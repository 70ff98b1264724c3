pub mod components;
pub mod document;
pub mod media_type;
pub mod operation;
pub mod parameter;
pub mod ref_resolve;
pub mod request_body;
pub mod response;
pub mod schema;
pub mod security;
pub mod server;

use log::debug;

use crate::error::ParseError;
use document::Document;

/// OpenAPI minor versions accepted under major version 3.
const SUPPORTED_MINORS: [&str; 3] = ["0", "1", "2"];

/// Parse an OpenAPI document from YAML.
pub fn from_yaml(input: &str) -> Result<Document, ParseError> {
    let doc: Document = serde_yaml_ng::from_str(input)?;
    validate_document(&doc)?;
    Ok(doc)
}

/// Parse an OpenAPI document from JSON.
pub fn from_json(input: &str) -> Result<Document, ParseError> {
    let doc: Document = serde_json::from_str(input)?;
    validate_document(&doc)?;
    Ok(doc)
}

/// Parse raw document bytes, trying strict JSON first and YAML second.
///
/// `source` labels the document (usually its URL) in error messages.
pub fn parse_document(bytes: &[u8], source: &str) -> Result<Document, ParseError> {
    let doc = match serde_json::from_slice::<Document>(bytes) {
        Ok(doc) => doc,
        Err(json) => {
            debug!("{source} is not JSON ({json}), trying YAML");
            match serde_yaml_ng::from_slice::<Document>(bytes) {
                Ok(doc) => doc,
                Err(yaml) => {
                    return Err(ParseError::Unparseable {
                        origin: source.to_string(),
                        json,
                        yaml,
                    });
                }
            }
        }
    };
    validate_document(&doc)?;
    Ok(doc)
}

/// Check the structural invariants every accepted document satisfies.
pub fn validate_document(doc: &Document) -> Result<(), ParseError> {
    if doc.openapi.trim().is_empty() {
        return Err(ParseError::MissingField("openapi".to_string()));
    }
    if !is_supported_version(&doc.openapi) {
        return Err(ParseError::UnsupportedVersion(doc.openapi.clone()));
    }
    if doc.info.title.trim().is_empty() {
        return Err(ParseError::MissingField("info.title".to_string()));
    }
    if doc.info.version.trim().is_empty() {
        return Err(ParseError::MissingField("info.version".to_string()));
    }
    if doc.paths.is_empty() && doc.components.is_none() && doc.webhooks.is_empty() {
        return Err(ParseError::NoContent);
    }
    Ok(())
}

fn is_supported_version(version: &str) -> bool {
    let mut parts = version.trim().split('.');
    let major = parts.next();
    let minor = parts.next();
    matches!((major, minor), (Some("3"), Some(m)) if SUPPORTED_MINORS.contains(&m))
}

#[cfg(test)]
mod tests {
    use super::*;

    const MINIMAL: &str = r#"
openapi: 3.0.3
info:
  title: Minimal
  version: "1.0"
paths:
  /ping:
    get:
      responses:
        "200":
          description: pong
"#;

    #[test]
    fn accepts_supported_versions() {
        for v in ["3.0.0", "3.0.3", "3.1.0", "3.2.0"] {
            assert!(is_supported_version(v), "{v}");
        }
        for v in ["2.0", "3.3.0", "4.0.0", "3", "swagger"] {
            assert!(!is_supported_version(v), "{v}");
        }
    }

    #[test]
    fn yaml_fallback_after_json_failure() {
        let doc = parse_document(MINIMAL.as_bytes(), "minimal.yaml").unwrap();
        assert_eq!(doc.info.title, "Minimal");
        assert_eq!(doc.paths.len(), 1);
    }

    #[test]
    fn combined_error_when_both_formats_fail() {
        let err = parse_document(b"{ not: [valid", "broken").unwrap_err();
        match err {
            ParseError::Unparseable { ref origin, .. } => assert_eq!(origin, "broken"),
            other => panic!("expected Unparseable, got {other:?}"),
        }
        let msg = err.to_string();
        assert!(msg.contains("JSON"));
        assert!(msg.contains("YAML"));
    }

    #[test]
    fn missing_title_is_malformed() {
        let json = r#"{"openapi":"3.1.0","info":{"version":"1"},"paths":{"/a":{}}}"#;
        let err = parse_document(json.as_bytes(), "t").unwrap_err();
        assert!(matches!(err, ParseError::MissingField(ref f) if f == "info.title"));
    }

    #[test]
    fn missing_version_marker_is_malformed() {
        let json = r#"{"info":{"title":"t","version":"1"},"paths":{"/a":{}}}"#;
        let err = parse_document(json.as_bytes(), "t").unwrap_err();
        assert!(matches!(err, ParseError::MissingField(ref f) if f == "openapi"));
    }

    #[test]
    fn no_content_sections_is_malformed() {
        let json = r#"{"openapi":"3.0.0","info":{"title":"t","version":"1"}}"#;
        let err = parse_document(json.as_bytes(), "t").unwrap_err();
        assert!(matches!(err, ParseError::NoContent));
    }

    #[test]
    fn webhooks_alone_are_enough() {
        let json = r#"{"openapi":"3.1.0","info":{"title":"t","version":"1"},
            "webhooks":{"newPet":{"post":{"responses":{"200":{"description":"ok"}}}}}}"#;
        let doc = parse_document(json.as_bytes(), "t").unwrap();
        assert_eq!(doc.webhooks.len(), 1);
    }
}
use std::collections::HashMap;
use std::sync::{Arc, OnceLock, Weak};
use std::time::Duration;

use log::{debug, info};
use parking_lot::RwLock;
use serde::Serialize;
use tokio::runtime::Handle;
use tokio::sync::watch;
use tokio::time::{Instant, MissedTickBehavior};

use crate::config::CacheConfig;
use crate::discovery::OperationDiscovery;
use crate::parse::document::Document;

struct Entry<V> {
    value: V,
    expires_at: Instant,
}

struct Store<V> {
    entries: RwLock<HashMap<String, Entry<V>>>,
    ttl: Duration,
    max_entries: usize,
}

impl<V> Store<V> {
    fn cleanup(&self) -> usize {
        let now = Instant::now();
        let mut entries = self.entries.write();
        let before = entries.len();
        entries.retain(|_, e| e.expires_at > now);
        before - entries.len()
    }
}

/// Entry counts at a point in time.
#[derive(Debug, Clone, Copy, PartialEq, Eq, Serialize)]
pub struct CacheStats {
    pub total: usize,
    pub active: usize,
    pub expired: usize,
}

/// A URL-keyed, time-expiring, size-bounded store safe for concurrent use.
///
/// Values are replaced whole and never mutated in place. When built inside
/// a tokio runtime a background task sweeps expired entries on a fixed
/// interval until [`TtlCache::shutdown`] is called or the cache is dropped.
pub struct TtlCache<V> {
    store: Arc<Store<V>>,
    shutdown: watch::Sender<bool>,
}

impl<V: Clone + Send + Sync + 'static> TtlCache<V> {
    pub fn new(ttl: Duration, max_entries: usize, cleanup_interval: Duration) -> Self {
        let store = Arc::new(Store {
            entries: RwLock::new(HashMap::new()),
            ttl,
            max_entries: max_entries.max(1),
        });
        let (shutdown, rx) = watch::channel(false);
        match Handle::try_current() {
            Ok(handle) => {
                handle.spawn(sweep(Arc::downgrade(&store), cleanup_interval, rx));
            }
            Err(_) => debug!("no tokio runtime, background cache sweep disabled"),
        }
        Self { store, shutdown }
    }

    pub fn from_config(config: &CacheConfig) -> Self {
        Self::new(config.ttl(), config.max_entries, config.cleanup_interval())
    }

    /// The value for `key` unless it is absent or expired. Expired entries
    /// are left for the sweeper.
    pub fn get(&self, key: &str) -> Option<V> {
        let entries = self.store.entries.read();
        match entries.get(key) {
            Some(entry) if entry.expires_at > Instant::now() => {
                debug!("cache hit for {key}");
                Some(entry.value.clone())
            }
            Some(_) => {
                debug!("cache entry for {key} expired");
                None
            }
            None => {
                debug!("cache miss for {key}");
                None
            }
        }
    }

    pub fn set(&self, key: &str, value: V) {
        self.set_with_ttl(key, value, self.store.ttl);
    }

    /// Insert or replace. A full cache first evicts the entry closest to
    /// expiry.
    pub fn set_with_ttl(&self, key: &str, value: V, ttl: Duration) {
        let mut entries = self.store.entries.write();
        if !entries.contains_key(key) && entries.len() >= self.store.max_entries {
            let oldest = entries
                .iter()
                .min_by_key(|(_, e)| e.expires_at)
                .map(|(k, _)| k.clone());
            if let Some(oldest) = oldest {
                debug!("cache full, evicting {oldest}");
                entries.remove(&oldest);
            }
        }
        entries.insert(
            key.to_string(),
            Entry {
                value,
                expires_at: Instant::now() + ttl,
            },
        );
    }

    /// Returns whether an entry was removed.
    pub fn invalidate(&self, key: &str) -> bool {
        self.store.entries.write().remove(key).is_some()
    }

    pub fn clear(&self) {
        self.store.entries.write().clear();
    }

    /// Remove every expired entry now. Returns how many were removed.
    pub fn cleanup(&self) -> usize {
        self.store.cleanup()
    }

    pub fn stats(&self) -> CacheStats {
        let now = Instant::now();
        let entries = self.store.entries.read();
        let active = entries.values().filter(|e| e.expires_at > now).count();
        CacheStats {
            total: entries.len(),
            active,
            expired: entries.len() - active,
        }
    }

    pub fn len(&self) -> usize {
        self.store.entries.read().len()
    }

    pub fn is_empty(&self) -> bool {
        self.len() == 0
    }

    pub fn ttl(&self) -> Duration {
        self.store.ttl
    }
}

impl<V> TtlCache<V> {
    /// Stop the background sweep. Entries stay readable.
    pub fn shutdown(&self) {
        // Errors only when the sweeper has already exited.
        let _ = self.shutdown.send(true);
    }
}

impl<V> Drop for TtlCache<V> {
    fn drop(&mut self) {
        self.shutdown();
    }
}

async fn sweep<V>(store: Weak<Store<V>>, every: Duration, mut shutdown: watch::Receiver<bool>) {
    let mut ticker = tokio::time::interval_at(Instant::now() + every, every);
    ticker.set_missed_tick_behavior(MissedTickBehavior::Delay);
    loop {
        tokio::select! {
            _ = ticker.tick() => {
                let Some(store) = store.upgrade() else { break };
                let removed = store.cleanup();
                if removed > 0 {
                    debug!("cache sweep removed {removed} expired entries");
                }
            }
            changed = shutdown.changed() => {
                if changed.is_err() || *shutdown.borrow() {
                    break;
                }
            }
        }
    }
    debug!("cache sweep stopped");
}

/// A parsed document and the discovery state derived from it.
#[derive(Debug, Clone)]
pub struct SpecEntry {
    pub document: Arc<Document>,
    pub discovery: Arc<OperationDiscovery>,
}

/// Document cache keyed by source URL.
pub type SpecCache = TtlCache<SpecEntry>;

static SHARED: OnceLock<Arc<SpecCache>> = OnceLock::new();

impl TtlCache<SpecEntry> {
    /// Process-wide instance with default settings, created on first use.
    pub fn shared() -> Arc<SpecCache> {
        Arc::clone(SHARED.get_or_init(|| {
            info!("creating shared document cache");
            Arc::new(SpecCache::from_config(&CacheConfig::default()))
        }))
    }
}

#### Prompt:
The answer is the run of lines above from the line containing "document from JSON." through the line containing "in error messages.", copied exactly and alone.

#### Solution to the problem:
/// Parse an OpenAPI document from JSON.
pub fn from_json(input: &str) -> Result<Document, ParseError> {
    let doc: Document = serde_json::from_str(input)?;
    validate_document(&doc)?;
    Ok(doc)
}

/// Parse raw document bytes, trying strict JSON first and YAML second.
///
/// `source` labels the document (usually its URL) in error messages.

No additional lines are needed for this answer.